KISS may have very well been my first concert shirt. I have a vague memory of being a little kid, back before my family’s business became successful and I wore hand me down shirts from my uncle (my mom’s little brother and I are closer in age than they are). I can remember wearing this shirt in early elementary school, thinking KISS meant the thing my mom did before I hopped out of the car to go to school, and not a band of guys wearing platform shoes.
Unfortunately- or maybe fortunately considering the timing in the band’s career- I never got into KISS. By the time I got into music, their songs sounded dated, their merchandising strategy was a huge turn off, and they were a bunch of old dudes wearing platform shoes. But I have always wanted to see the show.
Fast forward to 2009, and KISS is coming to town. Since this is my crazy year of now-or-never shows, I wanted to go. I tried my luck with a press request, and was rudely rejected. I can take rejection- you just don’t have to be so rude about it! However, the show wasn’t selling well, and an email went out GIVING AWAY TICKETS. Decent tickets, too! So I snatched one up for $6 in fees, and prepared myself for an interesting adventure.
After getting over the sticker shock from paying $30 for parking (!), I started the long walk into the venue. I passed people tailgaiting- grills and beers galore. As I got closer to the coliseum, I started to see the costumes. Facepaint was the most common nod to the band, but there were full on KISS costumes- ranging from tin foil and spandex home creations to what I can only assume were licensed costumes from the band. Oh- and there were a lot of protesters….JESUS SAVES! Honestly I thought that protesting this show was a pretty weak claim on their part.
I get to the venue and find my seat, at the top of the first level. Not bad for free! So I decide to go in search of a drink. It was already this early in the evening that I pledged to never go to an arena show by myself again. Everyone seemed to be there in huge groups of people, either all substantially older than me or families. So I got ‘the stare’ a lot, and questions. It got so uncomfortable by the end of the evening that I almost split early….can’t a girl go to a show by herself?
I go hide in my seat (after walking past a pack of Santas, where one extends his arm for a fist bump from me) and start people watching. Beyond the costumes, there’s an astounding amount of sparkly clothes. There are even two people who wear glitter helmets the entire show. It was like being at a Star Trek convention without ever having seen an episode of the show (which is true- I have not)…I felt VERY out of place but it was all highly entertaining.
I had heard of Buckcherry before but I knew nothing about them. When I was getting a drink, the bartender asked me if I knew them, and I said no, and the ladies next to me said that they had looked them up on youtube (which I found VERY interesting) and thought they were “scary”. I found this to be a promising piece of information.

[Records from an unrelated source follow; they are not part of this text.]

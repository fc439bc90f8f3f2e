#![cfg_attr(feature = "fail-on-warnings", deny(warnings))]
#![warn(clippy::all, clippy::pedantic, clippy::nursery, clippy::cargo)]
#![allow(clippy::multiple_crate_versions, clippy::cargo_common_metadata)]

//! REST client for the civic complaint portal API.
//!
//! The [`PortalApi`] trait is the seam between the report store and the
//! remote server: [`HttpPortalApi`] talks to a real server over `reqwest`,
//! while tests substitute an in-memory implementation.
//!
//! Every operation fails with [`PortalError::Network`] when the server
//! answers with a non-2xx status (whatever the body says) and with
//! [`PortalError::Transport`] when the request never completes. Nothing is
//! retried.

pub mod config;
pub mod http;

use async_trait::async_trait;
use civic_portal_models::{
    AssistanceCase, AssistanceDraft, BestPractice, Comment, CommentDraft, OfficialLink, Report,
    ReportDraft,
};
use thiserror::Error;

pub use config::ApiConfig;
pub use http::HttpPortalApi;

/// Errors that can occur while talking to the portal API.
#[derive(Debug, Error)]
pub enum PortalError {
    /// The request could not be sent or its response could not be read
    /// (DNS, connection refused, timeout, reset).
    #[error("Transport error: {message}")]
    Transport {
        /// Description of what went wrong.
        message: String,
    },

    /// The server responded with a non-success status.
    #[error("Network error: HTTP {status}")]
    Network {
        /// HTTP status code returned by the server.
        status: u16,
    },

    /// A client-side precondition failed; no request was sent.
    #[error("Validation error: {message}")]
    Validation {
        /// Description of the failed precondition.
        message: String,
    },

    /// A success response carried a body that is not the expected JSON.
    #[error("JSON parse error: {0}")]
    Json(#[from] serde_json::Error),

    /// Reading a local file (e.g. an image attachment) failed.
    #[error("I/O error: {0}")]
    Io(#[from] std::io::Error),

    /// The client configuration is invalid.
    #[error("Configuration error: {message}")]
    Config {
        /// Description of the invalid setting.
        message: String,
    },
}

impl From<reqwest::Error> for PortalError {
    fn from(e: reqwest::Error) -> Self {
        Self::Transport {
            message: e.to_string(),
        }
    }
}

impl PortalError {
    /// Returns the HTTP status for [`PortalError::Network`] errors.
    #[must_use]
    pub const fn status(&self) -> Option<u16> {
        match self {
            Self::Network { status } => Some(*status),
            _ => None,
        }
    }
}

/// Operations offered by the portal's REST API.
///
/// Paths are relative to the API base (see [`ApiConfig`]).
#[async_trait]
pub trait PortalApi: Send + Sync {
    /// `GET /reports`
    ///
    /// # Errors
    ///
    /// Returns [`PortalError`] if the request fails.
    async fn list_reports(&self) -> Result<Vec<Report>, PortalError>;

    /// `POST /reports` as `multipart/form-data`; returns the created record.
    ///
    /// # Errors
    ///
    /// Returns [`PortalError`] if the request fails.
    async fn create_report(&self, draft: &ReportDraft) -> Result<Report, PortalError>;

    /// `POST /reports/{id}/like`; returns the updated record with the
    /// server's like count and like state.
    ///
    /// # Errors
    ///
    /// Returns [`PortalError`] if the request fails.
    async fn like_report(&self, report_id: &str) -> Result<Report, PortalError>;

    /// `GET /reports/{id}/comments`
    ///
    /// # Errors
    ///
    /// Returns [`PortalError`] if the request fails.
    async fn list_comments(&self, report_id: &str) -> Result<Vec<Comment>, PortalError>;

    /// `POST /reports/{id}/comments`
    ///
    /// # Errors
    ///
    /// Returns [`PortalError`] if the request fails.
    async fn create_comment(
        &self,
        report_id: &str,
        draft: &CommentDraft,
    ) -> Result<Comment, PortalError>;

    /// `GET /official-links`
    ///
    /// # Errors
    ///
    /// Returns [`PortalError`] if the request fails.
    async fn list_official_links(&self) -> Result<Vec<OfficialLink>, PortalError>;

    /// `GET /best-practices`
    ///
    /// # Errors
    ///
    /// Returns [`PortalError`] if the request fails.
    async fn list_best_practices(&self) -> Result<Vec<BestPractice>, PortalError>;

    /// `GET /assistance-cases`
    ///
    /// # Errors
    ///
    /// Returns [`PortalError`] if the request fails.
    async fn list_assistance_cases(&self) -> Result<Vec<AssistanceCase>, PortalError>;

    /// `POST /assistance-cases`
    ///
    /// # Errors
    ///
    /// Returns [`PortalError`] if the request fails.
    async fn create_assistance_case(
        &self,
        draft: &AssistanceDraft,
    ) -> Result<AssistanceCase, PortalError>;
}

#[cfg(test)]
mod tests {
    use super::*;

    #[test]
    fn status_only_for_network_errors() {
        assert_eq!(PortalError::Network { status: 500 }.status(), Some(500));
        assert_eq!(
            PortalError::Transport {
                message: "connection refused".to_string()
            }
            .status(),
            None
        );
    }

    #[test]
    fn error_messages_name_the_kind() {
        assert_eq!(
            PortalError::Network { status: 404 }.to_string(),
            "Network error: HTTP 404"
        );
        assert_eq!(
            PortalError::Validation {
                message: "comment is empty".to_string()
            }
            .to_string(),
            "Validation error: comment is empty"
        );
    }
}
//! Pure functions over the store's collections.

use std::cmp::Reverse;

use civic_portal_api::PortalError;
use civic_portal_models::{CategoryFilter, Report, SortKey};

/// Returns the reports passing `filter`, ordered by `sort`.
///
/// The sort is stable, so ties keep collection order. `source` is never
/// modified.
#[must_use]
pub fn filter_and_sort(source: &[Report], filter: CategoryFilter, sort: SortKey) -> Vec<Report> {
    let mut reports: Vec<Report> = source
        .iter()
        .filter(|r| filter.matches(r.category))
        .cloned()
        .collect();

    match sort {
        SortKey::Latest => reports.sort_by_key(|r| Reverse(r.created_at)),
        SortKey::Likes | SortKey::Comments => reports.sort_by_key(|r| Reverse(r.likes)),
    }

    reports
}

/// Picks the fetched collection, or the fallback when the fetch failed.
#[must_use]
pub fn select<T>(fetched: Result<Vec<T>, PortalError>, fallback: impl FnOnce() -> Vec<T>) -> Vec<T> {
    fetched.unwrap_or_else(|_| fallback())
}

When the band came out, I was struck by the amount of tattoos they have. Then, I listened to the music, and found the first few songs to be surprisingly unobjectionable for mainstream rock. The singer was intriguing- I can spot an ex-junkie from a mile away (or in this case, however far away the back of the venue is). They seemed to fare pretty well on that gigantic stage. However, the end of the set- and what I can assume are their most popular songs- took a turn for the worst. I think there was something said about NASCAR and then lyrics which contained ‘Stroke Me’ which was paired with the appropriate gestures…cock rock at it’s finest.
It wasn’t long before the lights dimmed and everyone jumped to their feet. The video monitors showed the Earth (which, ironically, or maybe not, is how the Dethklok video sequences start their show) and it slowly zooms in to show the arena via Google Earth. Then the screens show the band walking out onto the stage. And there they are, in their silver and black costumed, face painted, platform shoe-ed, and wigged glory.
Not since seeing Daft Punk had I been to a show where I didn’t feel a strong desire to want to be any closer. It’s really cool that they take every person in the expansive venue in mind when creating the spectacle. And it is quite a spectacle.
There are lights and fire and screens that not only project what is going on up there, but they are edited with slick transitions and effects to the point that I wonder if they are prerecorded. But they’re not- the whole thing is just a well oiled machine. Actually, it’s a circus. It’s carefully choreographed with danger moments that elicit ‘ooh’s’ and ‘ahh’s’ and ‘oh my God he might fall!’ reactions from the crowd.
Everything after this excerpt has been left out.